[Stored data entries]
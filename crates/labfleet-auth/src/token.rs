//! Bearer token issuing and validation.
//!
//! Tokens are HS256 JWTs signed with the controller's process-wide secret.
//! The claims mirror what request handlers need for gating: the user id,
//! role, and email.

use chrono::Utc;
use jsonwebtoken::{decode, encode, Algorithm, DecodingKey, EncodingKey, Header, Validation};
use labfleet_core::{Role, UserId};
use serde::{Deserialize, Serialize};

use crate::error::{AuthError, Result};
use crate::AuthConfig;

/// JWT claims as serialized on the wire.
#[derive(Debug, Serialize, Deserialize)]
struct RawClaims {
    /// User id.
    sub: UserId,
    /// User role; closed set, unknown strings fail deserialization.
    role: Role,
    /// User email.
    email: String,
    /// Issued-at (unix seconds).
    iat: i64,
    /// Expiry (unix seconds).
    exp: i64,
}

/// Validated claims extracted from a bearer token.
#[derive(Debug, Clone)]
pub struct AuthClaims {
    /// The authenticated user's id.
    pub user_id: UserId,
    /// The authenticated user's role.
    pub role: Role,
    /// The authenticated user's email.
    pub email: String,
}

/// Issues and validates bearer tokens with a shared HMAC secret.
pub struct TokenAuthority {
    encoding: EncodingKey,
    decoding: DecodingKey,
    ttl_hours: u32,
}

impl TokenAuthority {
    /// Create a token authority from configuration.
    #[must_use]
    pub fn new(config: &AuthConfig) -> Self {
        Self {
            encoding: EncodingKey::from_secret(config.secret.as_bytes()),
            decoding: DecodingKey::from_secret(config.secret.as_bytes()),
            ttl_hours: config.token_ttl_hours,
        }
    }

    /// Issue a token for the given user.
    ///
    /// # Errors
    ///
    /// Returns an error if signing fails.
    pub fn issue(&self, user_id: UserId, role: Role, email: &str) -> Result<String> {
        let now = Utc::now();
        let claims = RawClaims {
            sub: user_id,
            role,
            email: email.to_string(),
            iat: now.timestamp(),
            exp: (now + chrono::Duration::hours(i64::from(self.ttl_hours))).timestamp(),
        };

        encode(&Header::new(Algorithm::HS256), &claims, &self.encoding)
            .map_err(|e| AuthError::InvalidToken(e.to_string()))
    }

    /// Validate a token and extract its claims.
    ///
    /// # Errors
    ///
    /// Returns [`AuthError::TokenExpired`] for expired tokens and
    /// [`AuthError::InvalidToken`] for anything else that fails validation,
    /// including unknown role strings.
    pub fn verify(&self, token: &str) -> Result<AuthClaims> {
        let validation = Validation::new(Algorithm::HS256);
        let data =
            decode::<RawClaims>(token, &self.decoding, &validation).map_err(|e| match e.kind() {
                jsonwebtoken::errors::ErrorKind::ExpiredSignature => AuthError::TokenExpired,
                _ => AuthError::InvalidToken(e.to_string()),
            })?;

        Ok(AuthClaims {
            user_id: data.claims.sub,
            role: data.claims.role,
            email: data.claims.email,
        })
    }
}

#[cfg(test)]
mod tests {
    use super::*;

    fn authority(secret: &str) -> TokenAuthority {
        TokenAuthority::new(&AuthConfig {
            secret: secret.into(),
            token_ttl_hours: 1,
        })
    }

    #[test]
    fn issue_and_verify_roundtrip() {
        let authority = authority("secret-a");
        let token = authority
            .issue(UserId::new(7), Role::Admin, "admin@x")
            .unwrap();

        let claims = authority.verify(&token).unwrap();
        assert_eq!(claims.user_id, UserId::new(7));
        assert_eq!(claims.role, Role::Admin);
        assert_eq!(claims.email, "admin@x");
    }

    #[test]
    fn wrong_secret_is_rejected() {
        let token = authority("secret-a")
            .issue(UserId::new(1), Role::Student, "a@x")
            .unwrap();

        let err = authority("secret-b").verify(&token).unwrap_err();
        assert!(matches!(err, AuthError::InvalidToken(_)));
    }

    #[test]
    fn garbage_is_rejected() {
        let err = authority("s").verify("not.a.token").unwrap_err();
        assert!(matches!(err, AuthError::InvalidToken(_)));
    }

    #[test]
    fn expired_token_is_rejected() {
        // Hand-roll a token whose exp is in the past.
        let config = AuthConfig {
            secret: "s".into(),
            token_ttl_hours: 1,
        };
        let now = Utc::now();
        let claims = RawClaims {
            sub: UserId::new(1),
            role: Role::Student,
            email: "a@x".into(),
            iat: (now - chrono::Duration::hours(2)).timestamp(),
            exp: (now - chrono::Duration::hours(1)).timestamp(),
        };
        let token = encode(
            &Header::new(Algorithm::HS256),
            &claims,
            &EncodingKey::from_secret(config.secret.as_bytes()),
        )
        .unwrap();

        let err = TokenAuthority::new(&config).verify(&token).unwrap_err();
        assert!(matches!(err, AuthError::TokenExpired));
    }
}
--
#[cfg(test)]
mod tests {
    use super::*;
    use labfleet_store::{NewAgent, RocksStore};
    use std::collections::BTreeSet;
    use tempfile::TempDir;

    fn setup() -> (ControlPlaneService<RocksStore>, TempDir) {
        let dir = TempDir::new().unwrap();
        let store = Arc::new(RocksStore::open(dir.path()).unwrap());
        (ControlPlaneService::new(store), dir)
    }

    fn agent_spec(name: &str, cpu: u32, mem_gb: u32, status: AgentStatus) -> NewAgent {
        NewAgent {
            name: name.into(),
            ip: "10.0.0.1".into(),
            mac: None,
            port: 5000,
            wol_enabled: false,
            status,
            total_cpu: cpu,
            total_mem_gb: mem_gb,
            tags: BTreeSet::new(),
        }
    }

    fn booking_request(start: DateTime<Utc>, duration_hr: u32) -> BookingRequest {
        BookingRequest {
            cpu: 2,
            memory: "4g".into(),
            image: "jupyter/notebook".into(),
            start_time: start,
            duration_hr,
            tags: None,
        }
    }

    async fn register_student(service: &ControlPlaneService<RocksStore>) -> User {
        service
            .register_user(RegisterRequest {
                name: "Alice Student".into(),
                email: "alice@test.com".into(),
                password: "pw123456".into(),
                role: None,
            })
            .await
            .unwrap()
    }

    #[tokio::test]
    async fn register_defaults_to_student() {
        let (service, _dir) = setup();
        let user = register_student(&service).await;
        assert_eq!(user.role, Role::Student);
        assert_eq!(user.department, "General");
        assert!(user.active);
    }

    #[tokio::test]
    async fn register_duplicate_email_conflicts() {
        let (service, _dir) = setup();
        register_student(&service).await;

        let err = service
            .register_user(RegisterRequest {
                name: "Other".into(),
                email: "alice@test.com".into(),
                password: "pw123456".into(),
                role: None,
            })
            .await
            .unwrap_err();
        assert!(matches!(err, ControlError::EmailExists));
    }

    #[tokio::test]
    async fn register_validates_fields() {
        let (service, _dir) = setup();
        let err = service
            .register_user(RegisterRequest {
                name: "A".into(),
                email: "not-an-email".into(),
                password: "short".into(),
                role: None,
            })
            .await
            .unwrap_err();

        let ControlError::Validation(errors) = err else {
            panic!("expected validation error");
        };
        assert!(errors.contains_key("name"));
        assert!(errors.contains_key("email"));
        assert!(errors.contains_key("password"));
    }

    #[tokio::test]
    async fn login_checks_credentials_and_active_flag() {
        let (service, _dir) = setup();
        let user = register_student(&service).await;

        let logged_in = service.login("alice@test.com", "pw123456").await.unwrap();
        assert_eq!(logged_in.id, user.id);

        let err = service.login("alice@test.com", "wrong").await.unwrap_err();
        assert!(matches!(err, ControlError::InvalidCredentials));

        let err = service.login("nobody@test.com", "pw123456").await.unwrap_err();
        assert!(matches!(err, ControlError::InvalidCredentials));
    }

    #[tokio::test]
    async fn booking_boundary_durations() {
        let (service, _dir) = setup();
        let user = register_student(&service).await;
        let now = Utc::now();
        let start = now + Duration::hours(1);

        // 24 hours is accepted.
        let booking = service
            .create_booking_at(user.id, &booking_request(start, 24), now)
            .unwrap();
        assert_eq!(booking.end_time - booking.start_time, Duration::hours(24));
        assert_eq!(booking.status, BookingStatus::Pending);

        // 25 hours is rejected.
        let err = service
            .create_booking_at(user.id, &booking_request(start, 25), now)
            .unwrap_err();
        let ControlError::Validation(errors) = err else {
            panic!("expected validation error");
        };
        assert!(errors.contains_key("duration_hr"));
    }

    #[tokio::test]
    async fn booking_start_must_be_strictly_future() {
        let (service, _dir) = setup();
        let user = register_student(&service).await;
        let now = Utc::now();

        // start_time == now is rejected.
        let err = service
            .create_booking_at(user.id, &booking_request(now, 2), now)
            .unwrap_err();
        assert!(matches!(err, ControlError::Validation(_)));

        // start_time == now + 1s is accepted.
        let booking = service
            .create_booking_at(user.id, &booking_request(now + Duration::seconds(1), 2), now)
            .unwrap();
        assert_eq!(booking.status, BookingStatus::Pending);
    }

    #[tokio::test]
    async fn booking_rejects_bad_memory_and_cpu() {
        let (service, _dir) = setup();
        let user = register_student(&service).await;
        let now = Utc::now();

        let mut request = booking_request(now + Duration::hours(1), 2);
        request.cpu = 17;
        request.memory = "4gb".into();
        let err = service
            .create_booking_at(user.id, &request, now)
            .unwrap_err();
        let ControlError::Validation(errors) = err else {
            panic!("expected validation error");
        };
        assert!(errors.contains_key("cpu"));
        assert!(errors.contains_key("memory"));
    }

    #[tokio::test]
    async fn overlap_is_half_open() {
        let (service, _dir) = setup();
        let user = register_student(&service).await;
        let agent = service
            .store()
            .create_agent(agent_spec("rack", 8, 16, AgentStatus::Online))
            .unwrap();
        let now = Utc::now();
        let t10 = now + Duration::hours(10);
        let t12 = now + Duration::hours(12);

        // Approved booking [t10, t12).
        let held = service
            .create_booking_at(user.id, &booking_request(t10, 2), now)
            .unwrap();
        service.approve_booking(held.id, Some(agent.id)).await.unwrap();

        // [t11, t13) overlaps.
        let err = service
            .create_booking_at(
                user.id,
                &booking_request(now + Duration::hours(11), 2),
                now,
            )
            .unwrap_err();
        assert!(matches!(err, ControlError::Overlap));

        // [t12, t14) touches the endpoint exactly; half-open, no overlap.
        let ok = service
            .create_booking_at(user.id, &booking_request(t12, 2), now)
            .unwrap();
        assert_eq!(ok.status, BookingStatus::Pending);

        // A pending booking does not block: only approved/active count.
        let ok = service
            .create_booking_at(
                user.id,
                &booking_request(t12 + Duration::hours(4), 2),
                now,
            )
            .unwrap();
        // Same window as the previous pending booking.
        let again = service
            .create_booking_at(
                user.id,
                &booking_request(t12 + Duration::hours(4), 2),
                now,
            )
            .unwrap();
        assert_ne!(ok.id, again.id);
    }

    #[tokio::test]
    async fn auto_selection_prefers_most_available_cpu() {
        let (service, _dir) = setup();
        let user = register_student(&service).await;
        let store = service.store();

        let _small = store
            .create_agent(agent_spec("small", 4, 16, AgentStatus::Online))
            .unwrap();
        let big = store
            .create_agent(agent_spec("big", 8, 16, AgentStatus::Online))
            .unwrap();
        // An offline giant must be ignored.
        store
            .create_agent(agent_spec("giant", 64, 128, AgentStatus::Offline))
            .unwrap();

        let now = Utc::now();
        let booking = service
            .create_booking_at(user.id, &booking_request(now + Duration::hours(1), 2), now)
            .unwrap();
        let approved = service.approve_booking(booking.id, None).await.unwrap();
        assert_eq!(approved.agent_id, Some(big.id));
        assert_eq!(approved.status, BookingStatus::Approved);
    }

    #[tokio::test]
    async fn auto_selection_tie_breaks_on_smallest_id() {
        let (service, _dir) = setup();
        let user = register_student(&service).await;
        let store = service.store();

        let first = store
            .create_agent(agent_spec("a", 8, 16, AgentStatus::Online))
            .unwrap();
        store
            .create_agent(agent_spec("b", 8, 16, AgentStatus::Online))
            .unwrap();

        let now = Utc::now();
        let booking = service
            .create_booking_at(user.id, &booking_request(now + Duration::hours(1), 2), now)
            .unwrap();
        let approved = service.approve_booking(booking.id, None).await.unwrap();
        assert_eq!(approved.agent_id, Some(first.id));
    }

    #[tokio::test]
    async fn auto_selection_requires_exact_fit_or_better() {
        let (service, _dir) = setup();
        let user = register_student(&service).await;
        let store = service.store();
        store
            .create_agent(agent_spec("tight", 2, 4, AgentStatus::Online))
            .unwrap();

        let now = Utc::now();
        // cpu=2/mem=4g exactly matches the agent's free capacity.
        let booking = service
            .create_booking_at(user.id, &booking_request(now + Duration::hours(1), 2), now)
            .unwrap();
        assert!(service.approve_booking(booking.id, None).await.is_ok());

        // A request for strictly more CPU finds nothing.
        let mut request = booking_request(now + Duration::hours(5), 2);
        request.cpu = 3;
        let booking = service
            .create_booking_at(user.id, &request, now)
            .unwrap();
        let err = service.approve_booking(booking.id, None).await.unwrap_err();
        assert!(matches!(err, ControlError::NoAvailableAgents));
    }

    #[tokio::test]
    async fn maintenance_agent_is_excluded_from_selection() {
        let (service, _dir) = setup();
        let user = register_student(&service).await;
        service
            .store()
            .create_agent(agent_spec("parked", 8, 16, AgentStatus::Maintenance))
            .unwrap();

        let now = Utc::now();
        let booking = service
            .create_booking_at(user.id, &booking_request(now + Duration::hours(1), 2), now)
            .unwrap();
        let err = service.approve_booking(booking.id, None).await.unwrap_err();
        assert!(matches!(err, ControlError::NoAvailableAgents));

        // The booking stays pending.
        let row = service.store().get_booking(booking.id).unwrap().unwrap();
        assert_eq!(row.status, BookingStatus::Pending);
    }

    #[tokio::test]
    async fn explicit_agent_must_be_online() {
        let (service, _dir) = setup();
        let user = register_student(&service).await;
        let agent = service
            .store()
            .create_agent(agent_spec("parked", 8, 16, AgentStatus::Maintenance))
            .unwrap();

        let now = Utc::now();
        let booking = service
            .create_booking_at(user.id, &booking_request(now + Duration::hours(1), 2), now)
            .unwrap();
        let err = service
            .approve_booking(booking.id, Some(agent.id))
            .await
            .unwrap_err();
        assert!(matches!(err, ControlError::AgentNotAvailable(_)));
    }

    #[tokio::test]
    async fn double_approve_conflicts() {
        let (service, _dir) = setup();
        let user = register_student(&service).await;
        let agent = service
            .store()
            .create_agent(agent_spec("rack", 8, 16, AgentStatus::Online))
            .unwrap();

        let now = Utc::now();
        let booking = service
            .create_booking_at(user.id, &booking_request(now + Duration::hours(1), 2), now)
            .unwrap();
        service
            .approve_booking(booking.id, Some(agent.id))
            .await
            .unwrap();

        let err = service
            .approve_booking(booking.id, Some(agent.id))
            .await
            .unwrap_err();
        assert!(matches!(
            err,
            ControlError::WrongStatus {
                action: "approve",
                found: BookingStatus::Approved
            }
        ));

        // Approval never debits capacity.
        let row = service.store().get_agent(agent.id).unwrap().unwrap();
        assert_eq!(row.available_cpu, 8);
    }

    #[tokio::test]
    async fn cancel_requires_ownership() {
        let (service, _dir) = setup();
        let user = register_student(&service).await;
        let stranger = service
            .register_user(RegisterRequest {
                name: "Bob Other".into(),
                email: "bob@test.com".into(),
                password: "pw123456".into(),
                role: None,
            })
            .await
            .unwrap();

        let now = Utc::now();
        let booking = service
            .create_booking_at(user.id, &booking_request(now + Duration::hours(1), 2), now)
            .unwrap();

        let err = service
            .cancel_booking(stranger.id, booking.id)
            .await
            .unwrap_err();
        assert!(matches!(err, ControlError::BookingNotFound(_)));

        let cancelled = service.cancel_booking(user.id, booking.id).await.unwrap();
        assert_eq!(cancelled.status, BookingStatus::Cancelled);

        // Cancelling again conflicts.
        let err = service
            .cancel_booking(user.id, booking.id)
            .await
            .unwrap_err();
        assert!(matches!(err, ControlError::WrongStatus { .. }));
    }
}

**PROBLEM TO SOLVE**
Among the entries above, copy exactly only the lines starting with the one containing "filename crates/labfleet-auth/src/token.rs" and going through the one containing "use chrono::Utc;", both ends included.

**SOLUTION**
filename crates/labfleet-auth/src/token.rs
//! Bearer token issuing and validation.
//!
//! Tokens are HS256 JWTs signed with the controller's process-wide secret.
//! The claims mirror what request handlers need for gating: the user id,
//! role, and email.

use chrono::Utc;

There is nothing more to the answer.